**WORK TASK:** Could you please retype all of the entries exactly as they appear?

**SOURCE MATERIAL:**
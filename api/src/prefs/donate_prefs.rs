use std::env;

use dioxus_logger::tracing::warn;
use serde::Deserialize;
use serde::Serialize;

use crate::tip_amount::TipAmount;

/// Settings for the donate page and its tipping modal.
#[derive(Clone, PartialEq, Eq, Debug, Serialize, Deserialize)]
pub struct DonatePrefs {
    donate_address: Option<String>,
    tip_presets: Vec<TipAmount>,
    ticker: String,
}

impl DonatePrefs {
    const DEFAULT_TICKER: &'static str = "NPT";
    const DEFAULT_PRESETS: [u64; 4] = [1, 5, 10, 25];

    /// Creates a DonatePrefs instance from environment variables,
    /// with in-code defaults.
    ///
    /// # Environment Variables
    /// - `DONATE_ADDRESS`: the project's receiving address. Unset means the
    ///   modal shows no project address.
    /// - `TIP_PRESETS`: comma-separated amounts, e.g. "1,5,10,25".
    /// - `TIP_CURRENCY`: ticker shown next to amounts. defaults to "NPT".
    pub fn from_env() -> Self {
        Self::from_vars(|key| env::var(key).ok())
    }

    /// Same as [`DonatePrefs::from_env`], reading variables through `var`.
    pub fn from_vars(var: impl Fn(&str) -> Option<String>) -> Self {
        let donate_address = var("DONATE_ADDRESS")
            .map(|s| s.trim().to_string())
            .filter(|s| !s.is_empty());

        let tip_presets = var("TIP_PRESETS")
            .map(|s| parse_presets(&s))
            .filter(|presets| !presets.is_empty())
            .unwrap_or_else(Self::default_presets);

        let ticker = var("TIP_CURRENCY")
            .map(|s| s.trim().to_uppercase())
            .filter(|s| !s.is_empty())
            .unwrap_or_else(|| Self::DEFAULT_TICKER.to_string());

        Self {
            donate_address,
            tip_presets,
            ticker,
        }
    }

    pub fn donate_address(&self) -> Option<&str> {
        self.donate_address.as_deref()
    }

    /// Preset amounts offered in the modal, in the order configured.
    pub fn tip_presets(&self) -> &[TipAmount] {
        &self.tip_presets
    }

    pub fn ticker(&self) -> &str {
        &self.ticker
    }

    fn default_presets() -> Vec<TipAmount> {
        Self::DEFAULT_PRESETS
            .iter()
            .filter_map(|units| TipAmount::from_whole(*units))
            .collect()
    }
}

impl Default for DonatePrefs {
    fn default() -> Self {
        Self::from_env()
    }
}

fn parse_presets(list: &str) -> Vec<TipAmount> {
    let mut presets = Vec::new();
    for entry in list.split(',').map(str::trim).filter(|e| !e.is_empty()) {
        match entry.parse::<TipAmount>() {
            Ok(amount) if !presets.contains(&amount) => presets.push(amount),
            Ok(_) => {}
            Err(e) => warn!("ignoring tip preset {:?}: {}", entry, e),
        }
    }
    presets
}

#[cfg(test)]
mod tests {
    use std::collections::HashMap;

    use super::*;

    fn prefs_from(pairs: &[(&str, &str)]) -> DonatePrefs {
        let vars: HashMap<String, String> = pairs
            .iter()
            .map(|(k, v)| (k.to_string(), v.to_string()))
            .collect();
        DonatePrefs::from_vars(|key| vars.get(key).cloned())
    }

    #[test]
    fn defaults_when_nothing_is_set() {
        let prefs = prefs_from(&[]);

        assert_eq!(prefs.donate_address(), None);
        assert_eq!(prefs.ticker(), "NPT");
        let presets: Vec<String> = prefs.tip_presets().iter().map(|p| p.to_string()).collect();
        assert_eq!(presets, ["1.00", "5.00", "10.00", "25.00"]);
    }

    #[test]
    fn reads_configured_values() {
        let prefs = prefs_from(&[
            ("DONATE_ADDRESS", " nolgam1project "),
            ("TIP_PRESETS", "2, 3.5,20"),
            ("TIP_CURRENCY", "usd"),
        ]);

        assert_eq!(prefs.donate_address(), Some("nolgam1project"));
        assert_eq!(prefs.ticker(), "USD");
        let presets: Vec<u64> = prefs.tip_presets().iter().map(|p| p.as_minor_units()).collect();
        assert_eq!(presets, [200, 350, 2000]);
    }

    #[test]
    fn skips_invalid_and_duplicate_presets() {
        let prefs = prefs_from(&[("TIP_PRESETS", "5,abc,0,5,1.234,7")]);

        let presets: Vec<u64> = prefs.tip_presets().iter().map(|p| p.as_minor_units()).collect();
        assert_eq!(presets, [500, 700]);
    }

    #[test]
    fn falls_back_when_every_preset_is_invalid() {
        let prefs = prefs_from(&[("TIP_PRESETS", "nope,,0"), ("DONATE_ADDRESS", "  ")]);

        assert_eq!(prefs.tip_presets(), DonatePrefs::default_presets().as_slice());
        assert_eq!(prefs.donate_address(), None);
    }
}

**SOLUTION TO THIS TASK:**
filename api/src/prefs/donate_prefs.rs
use std::env;

use dioxus_logger::tracing::warn;
use serde::Deserialize;
use serde::Serialize;

use crate::tip_amount::TipAmount;

/// Settings for the donate page and its tipping modal.
#[derive(Clone, PartialEq, Eq, Debug, Serialize, Deserialize)]
pub struct DonatePrefs {
    donate_address: Option<String>,
    tip_presets: Vec<TipAmount>,
    ticker: String,
}

impl DonatePrefs {
    const DEFAULT_TICKER: &'static str = "NPT";
    const DEFAULT_PRESETS: [u64; 4] = [1, 5, 10, 25];

    /// Creates a DonatePrefs instance from environment variables,
    /// with in-code defaults.
    ///
    /// # Environment Variables
    /// - `DONATE_ADDRESS`: the project's receiving address. Unset means the
    ///   modal shows no project address.
    /// - `TIP_PRESETS`: comma-separated amounts, e.g. "1,5,10,25".
    /// - `TIP_CURRENCY`: ticker shown next to amounts. defaults to "NPT".
    pub fn from_env() -> Self {
        Self::from_vars(|key| env::var(key).ok())
    }

    /// Same as [`DonatePrefs::from_env`], reading variables through `var`.
    pub fn from_vars(var: impl Fn(&str) -> Option<String>) -> Self {
        let donate_address = var("DONATE_ADDRESS")
            .map(|s| s.trim().to_string())
            .filter(|s| !s.is_empty());

        let tip_presets = var("TIP_PRESETS")
            .map(|s| parse_presets(&s))
            .filter(|presets| !presets.is_empty())
            .unwrap_or_else(Self::default_presets);

        let ticker = var("TIP_CURRENCY")
            .map(|s| s.trim().to_uppercase())
            .filter(|s| !s.is_empty())
            .unwrap_or_else(|| Self::DEFAULT_TICKER.to_string());

        Self {
            donate_address,
            tip_presets,
            ticker,
        }
    }

    pub fn donate_address(&self) -> Option<&str> {
        self.donate_address.as_deref()
    }

    /// Preset amounts offered in the modal, in the order configured.
    pub fn tip_presets(&self) -> &[TipAmount] {
        &self.tip_presets
    }

    pub fn ticker(&self) -> &str {
        &self.ticker
    }

    fn default_presets() -> Vec<TipAmount> {
        Self::DEFAULT_PRESETS
            .iter()
            .filter_map(|units| TipAmount::from_whole(*units))
            .collect()
    }
}

impl Default for DonatePrefs {
    fn default() -> Self {
        Self::from_env()
    }
}

fn parse_presets(list: &str) -> Vec<TipAmount> {
    let mut presets = Vec::new();
    for entry in list.split(',').map(str::trim).filter(|e| !e.is_empty()) {
        match entry.parse::<TipAmount>() {
            Ok(amount) if !presets.contains(&amount) => presets.push(amount),
            Ok(_) => {}
            Err(e) => warn!("ignoring tip preset {:?}: {}", entry, e),
        }
    }
    presets
}

#[cfg(test)]
mod tests {
    use std::collections::HashMap;

    use super::*;

    fn prefs_from(pairs: &[(&str, &str)]) -> DonatePrefs {
        let vars: HashMap<String, String> = pairs
            .iter()
            .map(|(k, v)| (k.to_string(), v.to_string()))
            .collect();
        DonatePrefs::from_vars(|key| vars.get(key).cloned())
    }

    #[test]
    fn defaults_when_nothing_is_set() {
        let prefs = prefs_from(&[]);

        assert_eq!(prefs.donate_address(), None);
        assert_eq!(prefs.ticker(), "NPT");
        let presets: Vec<String> = prefs.tip_presets().iter().map(|p| p.to_string()).collect();
        assert_eq!(presets, ["1.00", "5.00", "10.00", "25.00"]);
    }

    #[test]
    fn reads_configured_values() {
        let prefs = prefs_from(&[
            ("DONATE_ADDRESS", " nolgam1project "),
            ("TIP_PRESETS", "2, 3.5,20"),
            ("TIP_CURRENCY", "usd"),
        ]);

        assert_eq!(prefs.donate_address(), Some("nolgam1project"));
        assert_eq!(prefs.ticker(), "USD");
        let presets: Vec<u64> = prefs.tip_presets().iter().map(|p| p.as_minor_units()).collect();
        assert_eq!(presets, [200, 350, 2000]);
    }

    #[test]
    fn skips_invalid_and_duplicate_presets() {
        let prefs = prefs_from(&[("TIP_PRESETS", "5,abc,0,5,1.234,7")]);

        let presets: Vec<u64> = prefs.tip_presets().iter().map(|p| p.as_minor_units()).collect();
        assert_eq!(presets, [500, 700]);
    }

    #[test]
    fn falls_back_when_every_preset_is_invalid() {
        let prefs = prefs_from(&[("TIP_PRESETS", "nope,,0"), ("DONATE_ADDRESS", "  ")]);

        assert_eq!(prefs.tip_presets(), DonatePrefs::default_presets().as_slice());
        assert_eq!(prefs.donate_address(), None);
    }
}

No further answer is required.